What this task involves —
Every entry that follows should be written out again exactly.
● ● ●
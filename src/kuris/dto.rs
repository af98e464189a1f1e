use serde::{Deserialize, Serialize};
use time::Date;
use uuid::Uuid;

use crate::kuris::engine::CollectionStats;
use crate::kuris::model::{
    iso_date, Kuri, KuriKind, KuriStatus, Nomination, Payment, PaymentStatus, Winner,
};
use crate::kuris::policy;
use crate::users::dto::PublicUser;
use crate::users::repo::User;

/// Duration as clients send it: either a plain month count or the legacy
/// free-text form ("12 months").
#[derive(Debug, Clone, Deserialize)]
#[serde(untagged)]
pub enum DurationInput {
    Months(u32),
    Text(String),
}

impl DurationInput {
    /// Normalize to whole months; unparseable text becomes 0 (unknown).
    pub fn months(&self) -> u32 {
        match self {
            Self::Months(n) => *n,
            Self::Text(s) => s
                .trim()
                .chars()
                .take_while(char::is_ascii_digit)
                .collect::<String>()
                .parse()
                .unwrap_or(0),
        }
    }
}

#[derive(Debug, Default, Deserialize)]
#[serde(rename_all = "camelCase", default)]
pub struct CreateKuri {
    pub name: String,
    pub monthly_amount: i64,
    pub description: Option<String>,
    pub duration: Option<DurationInput>,
    #[serde(with = "iso_date::option")]
    pub start_date: Option<Date>,
    #[serde(rename = "type")]
    pub kind: Option<KuriKind>,
    pub member_ids: Option<Vec<Uuid>>,
    pub admin_id: Option<Uuid>,
}

/// Typed partial update: only these fields can be rewritten, and only when
/// present. There is intentionally no `createdBy` here.
#[derive(Debug, Default, Deserialize)]
#[serde(rename_all = "camelCase", default)]
pub struct UpdateKuri {
    pub name: Option<String>,
    pub description: Option<String>,
    pub monthly_amount: Option<i64>,
    pub status: Option<KuriStatus>,
    #[serde(rename = "type")]
    pub kind: Option<KuriKind>,
    pub duration: Option<DurationInput>,
    #[serde(with = "iso_date::option")]
    pub start_date: Option<Date>,
    pub member_ids: Option<Vec<Uuid>>,
    pub admin_id: Option<Uuid>,
}

#[derive(Debug, Deserialize)]
#[serde(rename_all = "camelCase")]
pub struct ListQuery {
    pub user_id: Option<Uuid>,
}

#[derive(Debug, Deserialize)]
#[serde(rename_all = "camelCase")]
pub struct AssignWinnerRequest {
    pub month: u32,
    /// `null` (or absent) clears the month's winner.
    pub member_id: Option<Uuid>,
}

#[derive(Debug, Deserialize)]
#[serde(rename_all = "camelCase")]
pub struct NominateRequest {
    pub month: u32,
    pub nominated_member_id: Uuid,
}

#[derive(Debug, Deserialize)]
#[serde(rename_all = "camelCase")]
pub struct DecideNominationRequest {
    pub month: u32,
    pub approve: bool,
}

#[derive(Debug, Deserialize)]
#[serde(rename_all = "camelCase")]
pub struct SetPaymentRequest {
    pub member_id: Uuid,
    pub month: u32,
    pub status: PaymentStatus,
}

#[derive(Debug, Deserialize)]
pub struct AnalyticsQuery {
    pub month: u32,
}

#[derive(Debug, Serialize)]
pub struct Ack {
    pub success: bool,
    pub message: &'static str,
}

/// A kuri as one viewer is allowed to see it: the full payment ledger is
/// owner/admin-only, plain members get their own rows instead. Winners and
/// nominations stay visible to everyone in the scheme since the hand-off
/// workflow needs them.
#[derive(Debug, Serialize)]
#[serde(rename_all = "camelCase")]
pub struct KuriView {
    pub id: Uuid,
    pub name: String,
    pub description: String,
    pub monthly_amount: i64,
    pub status: KuriStatus,
    #[serde(rename = "type")]
    pub kind: KuriKind,
    pub duration_months: u32,
    #[serde(with = "iso_date::option", skip_serializing_if = "Option::is_none")]
    pub start_date: Option<Date>,
    pub admin_id: Option<Uuid>,
    pub created_by: Option<Uuid>,
    pub member_ids: Vec<Uuid>,
    pub winners: Vec<Winner>,
    pub nominations: Vec<Nomination>,
    #[serde(skip_serializing_if = "Option::is_none")]
    pub members: Option<Vec<PublicUser>>,
    #[serde(skip_serializing_if = "Option::is_none")]
    pub payments: Option<Vec<Payment>>,
    #[serde(skip_serializing_if = "Option::is_none")]
    pub my_payments: Option<Vec<Payment>>,
    #[serde(with = "time::serde::rfc3339")]
    pub created_at: time::OffsetDateTime,
}

impl KuriView {
    pub fn for_viewer(kuri: Kuri, actor: &User, members: Option<Vec<PublicUser>>) -> Self {
        let manages = policy::can_manage(actor, &kuri);
        let (payments, my_payments) = if manages {
            (Some(kuri.payments), None)
        } else {
            let mine = kuri
                .payments
                .iter()
                .filter(|p| p.member_id == actor.id)
                .cloned()
                .collect();
            (None, Some(mine))
        };
        Self {
            id: kuri.id,
            name: kuri.name,
            description: kuri.description,
            monthly_amount: kuri.monthly_amount,
            status: kuri.status,
            kind: kuri.kind,
            duration_months: kuri.duration_months,
            start_date: kuri.start_date,
            admin_id: kuri.admin_id,
            created_by: kuri.created_by,
            member_ids: kuri.member_ids,
            winners: kuri.winners,
            nominations: kuri.nominations,
            members,
            payments,
            my_payments,
            created_at: kuri.created_at,
        }
    }
}

#[derive(Debug, Serialize)]
#[serde(rename_all = "camelCase")]
pub struct MemberPaid {
    pub member_id: Uuid,
    pub paid: bool,
}

#[derive(Debug, Serialize)]
#[serde(rename_all = "camelCase")]
pub struct CollectionReport {
    pub month: u32,
    #[serde(flatten)]
    pub stats: CollectionStats,
    pub members: Vec<MemberPaid>,
}

#[derive(Debug, Serialize)]
#[serde(rename_all = "camelCase")]
pub struct MemberCollectionView {
    pub month: u32,
    pub has_paid: bool,
}

#[derive(Debug, Serialize)]
#[serde(untagged)]
pub enum AnalyticsResponse {
    Full(CollectionReport),
    Mine(MemberCollectionView),
}

#[cfg(test)]
mod tests {
    use super::*;

    #[test]
    fn duration_accepts_numbers_and_text() {
        let n: DurationInput = serde_json::from_value(serde_json::json!(12)).unwrap();
        assert_eq!(n.months(), 12);
        let t: DurationInput = serde_json::from_value(serde_json::json!("18 months")).unwrap();
        assert_eq!(t.months(), 18);
        let junk: DurationInput = serde_json::from_value(serde_json::json!("one year")).unwrap();
        assert_eq!(junk.months(), 0);
    }

    #[test]
    fn update_command_has_no_created_by_field() {
        // A client trying to rewrite createdBy is silently ignored by the
        // typed command, so the stored value survives any update.
        let cmd: UpdateKuri = serde_json::from_value(serde_json::json!({
            "name": "Renamed",
            "createdBy": uuid::Uuid::new_v4(),
        }))
        .unwrap();
        assert_eq!(cmd.name.as_deref(), Some("Renamed"));
    }

    #[test]
    fn assign_winner_member_can_be_null() {
        let req: AssignWinnerRequest =
            serde_json::from_value(serde_json::json!({"month": 3, "memberId": null})).unwrap();
        assert_eq!(req.month, 3);
        assert!(req.member_id.is_none());
    }
}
● ● ●
Output for this exercise —
filename src/kuris/dto.rs
repository af98e464189a1f1e
use serde::{Deserialize, Serialize};
use time::Date;
use uuid::Uuid;

use crate::kuris::engine::CollectionStats;
use crate::kuris::model::{
    iso_date, Kuri, KuriKind, KuriStatus, Nomination, Payment, PaymentStatus, Winner,
};
use crate::kuris::policy;
use crate::users::dto::PublicUser;
use crate::users::repo::User;

/// Duration as clients send it: either a plain month count or the legacy
/// free-text form ("12 months").
#[derive(Debug, Clone, Deserialize)]
#[serde(untagged)]
pub enum DurationInput {
    Months(u32),
    Text(String),
}

impl DurationInput {
    /// Normalize to whole months; unparseable text becomes 0 (unknown).
    pub fn months(&self) -> u32 {
        match self {
            Self::Months(n) => *n,
            Self::Text(s) => s
                .trim()
                .chars()
                .take_while(char::is_ascii_digit)
                .collect::<String>()
                .parse()
                .unwrap_or(0),
        }
    }
}

#[derive(Debug, Default, Deserialize)]
#[serde(rename_all = "camelCase", default)]
pub struct CreateKuri {
    pub name: String,
    pub monthly_amount: i64,
    pub description: Option<String>,
    pub duration: Option<DurationInput>,
    #[serde(with = "iso_date::option")]
    pub start_date: Option<Date>,
    #[serde(rename = "type")]
    pub kind: Option<KuriKind>,
    pub member_ids: Option<Vec<Uuid>>,
    pub admin_id: Option<Uuid>,
}

/// Typed partial update: only these fields can be rewritten, and only when
/// present. There is intentionally no `createdBy` here.
#[derive(Debug, Default, Deserialize)]
#[serde(rename_all = "camelCase", default)]
pub struct UpdateKuri {
    pub name: Option<String>,
    pub description: Option<String>,
    pub monthly_amount: Option<i64>,
    pub status: Option<KuriStatus>,
    #[serde(rename = "type")]
    pub kind: Option<KuriKind>,
    pub duration: Option<DurationInput>,
    #[serde(with = "iso_date::option")]
    pub start_date: Option<Date>,
    pub member_ids: Option<Vec<Uuid>>,
    pub admin_id: Option<Uuid>,
}

#[derive(Debug, Deserialize)]
#[serde(rename_all = "camelCase")]
pub struct ListQuery {
    pub user_id: Option<Uuid>,
}

#[derive(Debug, Deserialize)]
#[serde(rename_all = "camelCase")]
pub struct AssignWinnerRequest {
    pub month: u32,
    /// `null` (or absent) clears the month's winner.
    pub member_id: Option<Uuid>,
}

#[derive(Debug, Deserialize)]
#[serde(rename_all = "camelCase")]
pub struct NominateRequest {
    pub month: u32,
    pub nominated_member_id: Uuid,
}

#[derive(Debug, Deserialize)]
#[serde(rename_all = "camelCase")]
pub struct DecideNominationRequest {
    pub month: u32,
    pub approve: bool,
}

#[derive(Debug, Deserialize)]
#[serde(rename_all = "camelCase")]
pub struct SetPaymentRequest {
    pub member_id: Uuid,
    pub month: u32,
    pub status: PaymentStatus,
}

#[derive(Debug, Deserialize)]
pub struct AnalyticsQuery {
    pub month: u32,
}

#[derive(Debug, Serialize)]
pub struct Ack {
    pub success: bool,
    pub message: &'static str,
}

/// A kuri as one viewer is allowed to see it: the full payment ledger is
/// owner/admin-only, plain members get their own rows instead. Winners and
/// nominations stay visible to everyone in the scheme since the hand-off
/// workflow needs them.
#[derive(Debug, Serialize)]
#[serde(rename_all = "camelCase")]
pub struct KuriView {
    pub id: Uuid,
    pub name: String,
    pub description: String,
    pub monthly_amount: i64,
    pub status: KuriStatus,
    #[serde(rename = "type")]
    pub kind: KuriKind,
    pub duration_months: u32,
    #[serde(with = "iso_date::option", skip_serializing_if = "Option::is_none")]
    pub start_date: Option<Date>,
    pub admin_id: Option<Uuid>,
    pub created_by: Option<Uuid>,
    pub member_ids: Vec<Uuid>,
    pub winners: Vec<Winner>,
    pub nominations: Vec<Nomination>,
    #[serde(skip_serializing_if = "Option::is_none")]
    pub members: Option<Vec<PublicUser>>,
    #[serde(skip_serializing_if = "Option::is_none")]
    pub payments: Option<Vec<Payment>>,
    #[serde(skip_serializing_if = "Option::is_none")]
    pub my_payments: Option<Vec<Payment>>,
    #[serde(with = "time::serde::rfc3339")]
    pub created_at: time::OffsetDateTime,
}

impl KuriView {
    pub fn for_viewer(kuri: Kuri, actor: &User, members: Option<Vec<PublicUser>>) -> Self {
        let manages = policy::can_manage(actor, &kuri);
        let (payments, my_payments) = if manages {
            (Some(kuri.payments), None)
        } else {
            let mine = kuri
                .payments
                .iter()
                .filter(|p| p.member_id == actor.id)
                .cloned()
                .collect();
            (None, Some(mine))
        };
        Self {
            id: kuri.id,
            name: kuri.name,
            description: kuri.description,
            monthly_amount: kuri.monthly_amount,
            status: kuri.status,
            kind: kuri.kind,
            duration_months: kuri.duration_months,
            start_date: kuri.start_date,
            admin_id: kuri.admin_id,
            created_by: kuri.created_by,
            member_ids: kuri.member_ids,
            winners: kuri.winners,
            nominations: kuri.nominations,
            members,
            payments,
            my_payments,
            created_at: kuri.created_at,
        }
    }
}

#[derive(Debug, Serialize)]
#[serde(rename_all = "camelCase")]
pub struct MemberPaid {
    pub member_id: Uuid,
    pub paid: bool,
}

#[derive(Debug, Serialize)]
#[serde(rename_all = "camelCase")]
pub struct CollectionReport {
    pub month: u32,
    #[serde(flatten)]
    pub stats: CollectionStats,
    pub members: Vec<MemberPaid>,
}

#[derive(Debug, Serialize)]
#[serde(rename_all = "camelCase")]
pub struct MemberCollectionView {
    pub month: u32,
    pub has_paid: bool,
}

#[derive(Debug, Serialize)]
#[serde(untagged)]
pub enum AnalyticsResponse {
    Full(CollectionReport),
    Mine(MemberCollectionView),
}

#[cfg(test)]
mod tests {
    use super::*;

    #[test]
    fn duration_accepts_numbers_and_text() {
        let n: DurationInput = serde_json::from_value(serde_json::json!(12)).unwrap();
        assert_eq!(n.months(), 12);
        let t: DurationInput = serde_json::from_value(serde_json::json!("18 months")).unwrap();
        assert_eq!(t.months(), 18);
        let junk: DurationInput = serde_json::from_value(serde_json::json!("one year")).unwrap();
        assert_eq!(junk.months(), 0);
    }

    #[test]
    fn update_command_has_no_created_by_field() {
        // A client trying to rewrite createdBy is silently ignored by the
        // typed command, so the stored value survives any update.
        let cmd: UpdateKuri = serde_json::from_value(serde_json::json!({
            "name": "Renamed",
            "createdBy": uuid::Uuid::new_v4(),
        }))
        .unwrap();
        assert_eq!(cmd.name.as_deref(), Some("Renamed"));
    }

    #[test]
    fn assign_winner_member_can_be_null() {
        let req: AssignWinnerRequest =
            serde_json::from_value(serde_json::json!({"month": 3, "memberId": null})).unwrap();
        assert_eq!(req.month, 3);
        assert!(req.member_id.is_none());
    }
}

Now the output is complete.